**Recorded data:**
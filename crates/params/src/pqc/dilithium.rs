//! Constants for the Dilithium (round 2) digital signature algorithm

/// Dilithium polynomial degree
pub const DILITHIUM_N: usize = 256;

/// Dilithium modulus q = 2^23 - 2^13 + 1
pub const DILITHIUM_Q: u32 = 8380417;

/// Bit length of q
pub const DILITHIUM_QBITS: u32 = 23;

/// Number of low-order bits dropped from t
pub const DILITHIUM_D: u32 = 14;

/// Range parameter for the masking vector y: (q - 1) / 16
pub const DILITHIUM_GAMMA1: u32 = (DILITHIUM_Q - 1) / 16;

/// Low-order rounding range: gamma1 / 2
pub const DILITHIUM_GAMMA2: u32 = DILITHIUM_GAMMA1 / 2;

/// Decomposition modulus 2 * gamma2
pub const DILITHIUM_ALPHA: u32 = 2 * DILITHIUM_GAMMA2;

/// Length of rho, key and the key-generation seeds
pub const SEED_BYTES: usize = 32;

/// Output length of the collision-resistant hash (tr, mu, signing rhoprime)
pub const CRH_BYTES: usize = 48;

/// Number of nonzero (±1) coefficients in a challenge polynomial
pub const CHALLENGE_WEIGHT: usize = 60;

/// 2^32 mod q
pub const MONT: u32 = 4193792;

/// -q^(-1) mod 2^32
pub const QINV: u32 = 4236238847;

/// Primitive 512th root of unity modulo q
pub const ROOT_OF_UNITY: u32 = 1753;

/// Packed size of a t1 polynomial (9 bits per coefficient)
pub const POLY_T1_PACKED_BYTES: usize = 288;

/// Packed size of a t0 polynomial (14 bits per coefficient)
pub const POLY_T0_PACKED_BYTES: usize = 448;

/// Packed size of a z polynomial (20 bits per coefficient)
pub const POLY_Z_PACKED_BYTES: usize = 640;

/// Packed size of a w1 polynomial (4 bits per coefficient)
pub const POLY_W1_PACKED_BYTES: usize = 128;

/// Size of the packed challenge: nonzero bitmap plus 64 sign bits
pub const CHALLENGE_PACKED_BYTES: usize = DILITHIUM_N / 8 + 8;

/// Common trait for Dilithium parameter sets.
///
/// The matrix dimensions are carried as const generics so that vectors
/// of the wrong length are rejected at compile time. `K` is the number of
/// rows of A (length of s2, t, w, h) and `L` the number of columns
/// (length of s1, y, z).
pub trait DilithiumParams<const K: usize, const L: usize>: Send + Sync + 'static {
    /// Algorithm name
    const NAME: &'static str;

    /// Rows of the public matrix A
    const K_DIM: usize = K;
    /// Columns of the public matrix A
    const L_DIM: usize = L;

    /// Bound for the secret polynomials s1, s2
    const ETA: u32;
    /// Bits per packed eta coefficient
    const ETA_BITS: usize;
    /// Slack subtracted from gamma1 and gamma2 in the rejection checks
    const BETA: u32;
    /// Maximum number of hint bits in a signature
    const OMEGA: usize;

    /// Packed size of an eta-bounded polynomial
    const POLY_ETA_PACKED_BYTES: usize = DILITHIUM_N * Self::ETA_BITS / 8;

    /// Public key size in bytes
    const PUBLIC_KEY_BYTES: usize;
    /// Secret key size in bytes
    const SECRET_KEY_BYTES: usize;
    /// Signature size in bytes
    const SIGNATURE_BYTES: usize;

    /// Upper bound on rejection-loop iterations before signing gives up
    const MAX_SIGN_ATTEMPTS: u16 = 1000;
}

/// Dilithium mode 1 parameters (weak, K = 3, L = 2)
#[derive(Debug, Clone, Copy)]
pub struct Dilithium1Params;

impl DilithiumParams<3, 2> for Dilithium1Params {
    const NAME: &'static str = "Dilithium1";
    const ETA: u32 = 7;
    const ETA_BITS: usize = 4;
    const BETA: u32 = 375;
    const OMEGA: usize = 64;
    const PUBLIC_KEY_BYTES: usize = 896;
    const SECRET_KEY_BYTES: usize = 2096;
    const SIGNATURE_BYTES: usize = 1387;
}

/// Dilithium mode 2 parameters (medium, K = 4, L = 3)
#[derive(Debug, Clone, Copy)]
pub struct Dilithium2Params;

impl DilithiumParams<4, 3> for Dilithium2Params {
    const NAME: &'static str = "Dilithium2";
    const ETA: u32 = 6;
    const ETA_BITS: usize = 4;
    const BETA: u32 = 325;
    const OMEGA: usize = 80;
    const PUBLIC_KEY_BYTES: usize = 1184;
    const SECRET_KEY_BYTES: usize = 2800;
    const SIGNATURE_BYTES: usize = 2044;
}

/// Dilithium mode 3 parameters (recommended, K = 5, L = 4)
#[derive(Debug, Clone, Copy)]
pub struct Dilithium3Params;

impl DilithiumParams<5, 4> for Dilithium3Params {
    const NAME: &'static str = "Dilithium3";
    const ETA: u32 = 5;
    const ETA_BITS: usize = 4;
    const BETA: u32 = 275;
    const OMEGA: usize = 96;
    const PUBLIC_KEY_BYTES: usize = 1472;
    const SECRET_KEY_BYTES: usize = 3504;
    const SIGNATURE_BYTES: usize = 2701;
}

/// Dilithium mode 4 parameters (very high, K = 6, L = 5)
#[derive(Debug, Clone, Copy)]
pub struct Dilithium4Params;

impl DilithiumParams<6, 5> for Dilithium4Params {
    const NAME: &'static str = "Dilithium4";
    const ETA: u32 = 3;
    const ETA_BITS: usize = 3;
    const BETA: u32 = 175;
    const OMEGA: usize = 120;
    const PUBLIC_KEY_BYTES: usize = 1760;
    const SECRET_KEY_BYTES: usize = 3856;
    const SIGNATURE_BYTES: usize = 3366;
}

==

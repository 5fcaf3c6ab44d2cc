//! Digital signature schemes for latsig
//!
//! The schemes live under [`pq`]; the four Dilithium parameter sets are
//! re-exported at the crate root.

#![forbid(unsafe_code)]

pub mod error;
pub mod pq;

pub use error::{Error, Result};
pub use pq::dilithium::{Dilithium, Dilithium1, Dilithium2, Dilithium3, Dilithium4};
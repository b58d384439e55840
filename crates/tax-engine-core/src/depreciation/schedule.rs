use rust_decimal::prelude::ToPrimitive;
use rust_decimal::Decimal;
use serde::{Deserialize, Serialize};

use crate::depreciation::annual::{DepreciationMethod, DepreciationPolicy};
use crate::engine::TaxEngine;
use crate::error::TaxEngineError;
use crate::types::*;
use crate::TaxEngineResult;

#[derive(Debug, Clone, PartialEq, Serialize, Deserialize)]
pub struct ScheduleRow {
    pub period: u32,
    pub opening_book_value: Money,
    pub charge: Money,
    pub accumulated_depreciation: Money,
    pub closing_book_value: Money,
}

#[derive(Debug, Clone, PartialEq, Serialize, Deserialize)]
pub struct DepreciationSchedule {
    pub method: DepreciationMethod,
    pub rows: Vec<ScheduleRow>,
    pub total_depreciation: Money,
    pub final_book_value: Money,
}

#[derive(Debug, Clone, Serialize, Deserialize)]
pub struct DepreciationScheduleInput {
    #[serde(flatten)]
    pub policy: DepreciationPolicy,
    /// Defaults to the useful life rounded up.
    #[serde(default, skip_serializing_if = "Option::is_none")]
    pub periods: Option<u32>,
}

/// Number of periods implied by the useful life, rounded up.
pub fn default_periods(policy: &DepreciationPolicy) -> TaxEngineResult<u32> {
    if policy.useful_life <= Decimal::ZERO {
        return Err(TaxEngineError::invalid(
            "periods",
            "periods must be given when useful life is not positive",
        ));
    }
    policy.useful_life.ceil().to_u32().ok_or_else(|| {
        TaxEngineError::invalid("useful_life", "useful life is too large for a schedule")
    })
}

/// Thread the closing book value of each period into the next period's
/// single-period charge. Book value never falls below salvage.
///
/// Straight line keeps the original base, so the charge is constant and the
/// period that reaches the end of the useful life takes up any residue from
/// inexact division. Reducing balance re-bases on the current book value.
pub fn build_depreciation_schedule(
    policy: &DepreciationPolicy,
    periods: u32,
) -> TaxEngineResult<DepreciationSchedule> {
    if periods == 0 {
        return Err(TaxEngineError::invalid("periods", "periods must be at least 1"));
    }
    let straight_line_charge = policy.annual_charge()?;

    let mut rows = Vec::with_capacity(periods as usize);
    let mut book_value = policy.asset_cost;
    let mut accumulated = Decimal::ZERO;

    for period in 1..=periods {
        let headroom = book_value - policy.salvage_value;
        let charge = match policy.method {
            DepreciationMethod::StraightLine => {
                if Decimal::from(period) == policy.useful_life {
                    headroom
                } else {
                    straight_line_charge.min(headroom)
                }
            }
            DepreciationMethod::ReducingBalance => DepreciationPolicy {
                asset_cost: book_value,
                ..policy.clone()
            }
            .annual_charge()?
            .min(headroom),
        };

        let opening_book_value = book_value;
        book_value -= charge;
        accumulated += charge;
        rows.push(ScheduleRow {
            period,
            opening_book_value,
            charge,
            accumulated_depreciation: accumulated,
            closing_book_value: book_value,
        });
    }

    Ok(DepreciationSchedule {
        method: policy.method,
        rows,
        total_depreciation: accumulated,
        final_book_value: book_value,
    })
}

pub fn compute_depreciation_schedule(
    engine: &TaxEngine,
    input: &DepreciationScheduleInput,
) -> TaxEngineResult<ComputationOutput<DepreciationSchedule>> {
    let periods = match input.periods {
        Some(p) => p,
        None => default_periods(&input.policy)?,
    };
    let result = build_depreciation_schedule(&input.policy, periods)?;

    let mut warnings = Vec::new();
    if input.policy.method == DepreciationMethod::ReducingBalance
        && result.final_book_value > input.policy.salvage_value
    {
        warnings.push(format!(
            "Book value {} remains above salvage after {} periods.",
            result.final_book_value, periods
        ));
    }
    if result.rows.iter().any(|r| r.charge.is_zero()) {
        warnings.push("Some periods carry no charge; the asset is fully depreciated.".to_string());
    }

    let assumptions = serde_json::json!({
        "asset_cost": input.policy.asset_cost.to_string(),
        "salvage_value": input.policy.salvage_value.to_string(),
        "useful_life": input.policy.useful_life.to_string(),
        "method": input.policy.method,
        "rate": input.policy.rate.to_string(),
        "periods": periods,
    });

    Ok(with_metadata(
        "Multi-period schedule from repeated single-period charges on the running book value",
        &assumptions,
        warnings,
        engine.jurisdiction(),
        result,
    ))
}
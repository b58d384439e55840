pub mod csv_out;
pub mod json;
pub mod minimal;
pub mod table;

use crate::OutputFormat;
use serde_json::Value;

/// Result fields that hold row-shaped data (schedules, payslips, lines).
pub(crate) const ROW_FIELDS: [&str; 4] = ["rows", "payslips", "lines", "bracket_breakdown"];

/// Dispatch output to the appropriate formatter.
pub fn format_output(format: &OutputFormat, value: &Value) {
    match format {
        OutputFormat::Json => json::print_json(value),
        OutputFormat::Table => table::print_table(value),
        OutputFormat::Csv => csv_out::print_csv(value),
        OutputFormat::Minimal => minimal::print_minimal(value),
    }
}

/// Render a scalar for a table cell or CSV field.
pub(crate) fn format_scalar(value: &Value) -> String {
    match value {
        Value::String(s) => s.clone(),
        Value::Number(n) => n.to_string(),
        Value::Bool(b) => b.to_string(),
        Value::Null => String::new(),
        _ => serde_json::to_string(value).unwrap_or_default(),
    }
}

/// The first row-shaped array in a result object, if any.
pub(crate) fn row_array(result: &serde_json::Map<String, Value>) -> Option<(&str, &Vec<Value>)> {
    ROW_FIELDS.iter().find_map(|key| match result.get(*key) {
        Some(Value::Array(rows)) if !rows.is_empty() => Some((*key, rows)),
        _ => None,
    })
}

**Aim of the exercise:**
Among the records above, extract exactly the lines from the line with "let periods = match" to the line with "if input.policy.method == DepreciationMethod::ReducingBalance", both lines included, and leave out the rest.

**Answer box:**
    let periods = match input.periods {
        Some(p) => p,
        None => default_periods(&input.policy)?,
    };
    let result = build_depreciation_schedule(&input.policy, periods)?;

    let mut warnings = Vec::new();
    if input.policy.method == DepreciationMethod::ReducingBalance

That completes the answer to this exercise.